Actually what I read in the OP's journal was exactly as I thought before...what an elitest.

Um...OP...welcome to the internet.  I reiterate....you have a delete and an ignore button.  Try them!




MsKatHouston -> RE: The ideal of intimacy. (7/10/2007 7:16:12 AM)

Thank you for your clarification.  I believe the comments that were directed to you were uncalled for and rude.  I do not see how this has anything to do with dominant or submissive nor about your particular philosophy and approach.  I can not imagine those comments being welcome by anyone simply over a blog entry.  Even though the comments would be rude across the board, I do understand about identifying as a submissive.  One would think because the person claims to be submissive he may want to garner favor thus act in a civil manner. 

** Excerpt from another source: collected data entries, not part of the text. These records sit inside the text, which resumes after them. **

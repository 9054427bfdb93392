//! Context mixing in the style of PPM.
//!
//! A [`PpmModel`] keeps the last few coded symbols packed in a single integer key and, for every
//! context length and every context value actually met, an independent inner [`EscapeModel`].
//! The statistics used for the next symbol come from the longest context that has a model (and,
//! depending on the [`ContextGate`], enough observations), falling back to a context-free base
//! model. After each symbol, the models of every context length and the base model all learn it.

use std::collections::HashMap;

use log::debug;

use crate::error::{Error, Result};
use crate::models::{AdaptiveA, AdaptiveD, EscapeModel, ProbabilityModel};
use crate::{Count, FrequencyStats, Ordinal, MAX_CONTEXT_BITS};

/// A PPM model whose contexts use [`AdaptiveA`] statistics.
pub type PpmA = PpmModel<AdaptiveA>;

/// A PPM model whose contexts use [`AdaptiveD`] statistics.
pub type PpmD = PpmModel<AdaptiveD>;

/// The shape of the context: how many past symbols it remembers and how many bits of the key
/// each of them takes.
#[derive(Clone, Copy, Debug, PartialEq, Eq)]
pub struct ContextGeometry {
    cell_bits: u8,
    cell_count: u8,
}

impl Default for ContextGeometry {
    /// Three cells of a byte each.
    fn default() -> Self {
        Self {
            cell_bits: 8,
            cell_count: 3,
        }
    }
}

impl ContextGeometry {
    /// Fails with [`Error::ContextTooWide`] if the key would exceed [`MAX_CONTEXT_BITS`].
    pub fn new(cell_bits: u8, cell_count: u8) -> Result<Self> {
        if cell_bits as u32 * cell_count as u32 > MAX_CONTEXT_BITS {
            return Err(Error::ContextTooWide {
                cell_bits,
                cell_count,
            });
        }
        Ok(Self {
            cell_bits,
            cell_count,
        })
    }

    pub fn cell_bits(&self) -> u8 {
        self.cell_bits
    }

    pub fn cell_count(&self) -> u8 {
        self.cell_count
    }

    /// The mask keeping the `length` most recent cells of a key.
    #[inline(always)]
    fn mask(&self, length: u8) -> u64 {
        let bits = self.cell_bits as u32 * length as u32;
        (1_u64 << bits) - 1
    }

    /// Shifts `ordinal` into `context`, dropping the oldest cell.
    #[inline(always)]
    fn push(&self, context: u64, ordinal: Ordinal) -> u64 {
        // only an empty context can have cells of 128 bits or more
        let shifted = (context as u128)
            .checked_shl(self.cell_bits as u32)
            .unwrap_or(0)
            + ordinal as u128;
        (shifted & self.mask(self.cell_count) as u128) as u64
    }
}

/// When a context that has a model is trusted to predict the next symbol.
#[derive(Clone, Copy, Debug, Default, PartialEq, Eq)]
pub enum ContextGate {
    /// The longest context with a model always answers.
    #[default]
    FirstHit,

    /// A context answers only once it has observed at least as many symbols as its length;
    /// otherwise the next shorter one is tried.
    Confident,
}

pub struct PpmModel<M: EscapeModel> {
    /// The context-free model, used when no context answers.
    base: M,

    /// The models of each context length, `contexts[len - 1]` being keyed by the last `len`
    /// symbols.
    contexts: Vec<HashMap<u64, M>>,

    geometry: ContextGeometry,

    gate: ContextGate,

    /// The packed history of the last coded symbols, most recent in the lowest cell.
    context: u64,

    /// How many cells of `context` hold actual symbols.
    length: u8,
}

impl<M: EscapeModel> PpmModel<M> {
    pub fn new(max_ord: Ordinal, geometry: ContextGeometry, gate: ContextGate) -> Self {
        debug!(
            "PPM model over {} symbols: {} cells of {} bits, gate {:?}",
            max_ord, geometry.cell_count, geometry.cell_bits, gate
        );
        Self {
            base: M::with_max_ord(max_ord),
            contexts: (0..geometry.cell_count).map(|_| HashMap::new()).collect(),
            geometry,
            gate,
            context: 0,
            length: 0,
        }
    }

    /// Returns the number of context models created so far.
    pub fn context_models(&self) -> usize {
        self.contexts.iter().map(HashMap::len).sum()
    }

    /// Returns the model answering for the next symbol. The choice depends only on the history,
    /// so the encoder and the decoder make the same one.
    fn select(&self) -> &M {
        for length in (1..=self.length).rev() {
            let key = self.context & self.geometry.mask(length);
            if let Some(model) = self.contexts[length as usize - 1].get(&key) {
                let trusted = match self.gate {
                    ContextGate::FirstHit => true,
                    ContextGate::Confident => model.observed() >= length as Count,
                };
                if trusted {
                    return model;
                }
            }
        }
        &self.base
    }
}

impl<M: EscapeModel> ProbabilityModel for PpmModel<M> {
    fn max_ord(&self) -> Ordinal {
        self.base.max_ord()
    }

    fn peek(&self, ordinal: Ordinal) -> Result<FrequencyStats> {
        self.select().peek(ordinal)
    }

    fn commit(&mut self, ordinal: Ordinal) {
        let max_ord = self.max_ord();
        for length in 1..=self.length {
            let key = self.context & self.geometry.mask(length);
            self.contexts[length as usize - 1]
                .entry(key)
                .or_insert_with(|| M::with_max_ord(max_ord))
                .commit(ordinal);
        }
        self.base.commit(ordinal);

        self.context = self.geometry.push(self.context, ordinal);
        if self.length < self.geometry.cell_count {
            self.length += 1;
        }
    }

    fn ordinal_for(&self, position: Count) -> Result<Ordinal> {
        self.select().ordinal_for(position)
    }

    fn total_count(&self) -> Count {
        self.select().total_count()
    }
}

Unfortunately, you will come across many people who will try to bait you or send rude, overly familiar comments to you that were unsolicited.  It will happen and there is not a thing you can do about it to prevent it.  The best thing you can do after the fact is delete, block, put it out of your mind.




MySweetSubmssive -> RE: The ideal of intimacy. (7/10/2007 7:17:43 AM)

Thank you for decoding inferences for those of use modern folks who can't figure it out on our own.   What did we do without you?

Usually it's male subs who come on the boards and cavailing about why they're not getting play, but I guess you're breaking the mold on this one.  You've been on for a week, and you're already talking about how dreadful it is here.  And while you are complaining about the quality of men who contact you (and, yes, there are wankers a-plenty online), you are looking down your nose as the folks you want sympathy from.  How does that work?

Chill out, acquaint yourself with the delete button, and welcome to the boards.

MSS




LuckyAlbatross -> RE: The ideal of intimacy. (7/10/2007 7:32:21 AM)

quote:

ORIGINAL: MistressGala
A submissive may not wear my collar and as such, I do not expect them to be submissive to me. I may not be a person's dominant but that does not give a submissive the right to to approach me in an overly friendly manner or take intimate liberties simply because I do not hold their collar.

Yes they were inappropriate to foist their negative opinion of you in your email box like that.

But their orientation has nothing to do with it.

No one online needs "rights" to do anything- if you keep the email box open, then you're going to get messages like that.




Red82 -> RE: The ideal of intimacy. (7/10/2007 9:33:28 AM)

After the elaboration, it doesent sound like a submissive mailed you at all, a troll did.

And yep, agreeing with most people here. Orientation does not play a role in this instance.




thetammyjo -> RE: The ideal of intimacy. (7/10/2007 10:08:13 AM)

Those examples have nothing to do with your journal -- that's just horny bastards sending out crap to anyone they can imagine. Sadly no matter what you do folks like that are unlikely to change simply because they lack the basic social graces in my opinion.

I'd ignore them all myself. Block them if it pleases you.




Grlwithboy -> RE: The ideal of intimacy. (7/10/2007 11:00:41 AM)

LOL well I wouldn't be thrilled about that regardless of the posters' orientation.

It's like porno junk mail, it's probably mass mailed.